Another example is the combination therapy of chemotherapy and radiotherapy in the treatment of head and neck cancer. While this combination has shown promise in some patients, there are still many unknowns about how the two therapies interact with each other, and the optimal timing and dosing of the two therapies is still being investigated.

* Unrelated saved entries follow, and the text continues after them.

use std::{collections::HashMap, sync::Arc};

use async_trait::async_trait;
use tokio::sync::RwLock;

use crate::domain::{
    errors::{RepositoryError, RepositoryResult},
    repositories::payments::PaymentRepository,
    value_objects::payments::PaymentModel,
};

/// Process-local payment store keyed by `payment_id`.
///
/// Holds the same contract as the Postgres store: inserts are unique per `payment_id`,
/// lookups of unknown ids are `NotFound` and updates only touch `state` and `updated_at`.
#[derive(Default, Clone)]
pub struct PaymentInMemory {
    payments: Arc<RwLock<HashMap<String, PaymentModel>>>,
}

impl PaymentInMemory {
    pub fn new() -> Self {
        Self::default()
    }
}

#[async_trait]
impl PaymentRepository for PaymentInMemory {
    async fn create(&self, payment: PaymentModel) -> RepositoryResult<()> {
        let mut payments = self.payments.write().await;
        if payments.contains_key(&payment.payment_id) {
            return Err(RepositoryError::AlreadyExists);
        }
        payments.insert(payment.payment_id.clone(), payment);
        Ok(())
    }

    async fn get_by_id(&self, payment_id: String) -> RepositoryResult<PaymentModel> {
        let payments = self.payments.read().await;
        payments
            .get(&payment_id)
            .cloned()
            .ok_or(RepositoryError::NotFound)
    }

    async fn get_by_order_id(&self, order_id: String) -> RepositoryResult<Vec<PaymentModel>> {
        let payments = self.payments.read().await;
        let mut found: Vec<PaymentModel> = payments
            .values()
            .filter(|payment| payment.order_id == order_id)
            .cloned()
            .collect();
        found.sort_by_key(|payment| payment.created_at);
        Ok(found)
    }

    async fn update(&self, payment: PaymentModel) -> RepositoryResult<()> {
        let mut payments = self.payments.write().await;
        let stored = payments
            .get_mut(&payment.payment_id)
            .ok_or(RepositoryError::NotFound)?;

        *stored = PaymentModel::with_state(
            stored.order_id.clone(),
            stored.payment_id.clone(),
            stored.items.clone(),
            stored.total_items,
            stored.amount,
            payment.state(),
            stored.created_at,
            payment.updated_at,
        );
        Ok(())
    }
}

In the case of PTCL, there have been some past attempts at combination therapy, but none have been widely adopted as standard treatment. For example, the combination of chemotherapy and radiation therapy has been used in the past, but this has been associated with significant toxicity and has not shown significant improvement in overall survival. In addition, the combination of chemotherapy and stem cell transplantation has been used in some patients, but this is a high-risk procedure that is not suitable for all patients.
Conclusion
In summary, Affimed’s decision to pivot from monotherapy to combination therapy for peripheral T-cell lymphoma is a strategic one intended to increase the likelihood of AFM13’s success. While the monotherapy results were promising, the combination approach is expected to be more effective and competitive. However, advancing combination therapy is a difficult process that requires extensive clinical trials and regulatory approvals. Additionally, achieving success with AFM13 and AB-101 NK cells in the face of Adcetris and chemotherapy in combination therapy is a long-shot. Affimed is starting from scratch to pursue a challenging goal, and its resources are limited. Investors are understandably cautious, as Affimed and AFM13 are still a long way from being market-ready, and the company will need to stretch its resources to achieve its objectives. It is worth noting that biotechnology stocks may trade under their cash value, but that does not necessarily make them undervalued or cheap. As long as Affimed remains active, it is likely to burn through at least $75 million annually and resort to dilutive capital-raising measures and debt. Although AFM13 for PTCL is Affimed’s primary and most-advanced focus, the company also has other prospects, such as AFM24. However, since these assets are in the preclinical or phase 1 stage, it is challenging to determine their value.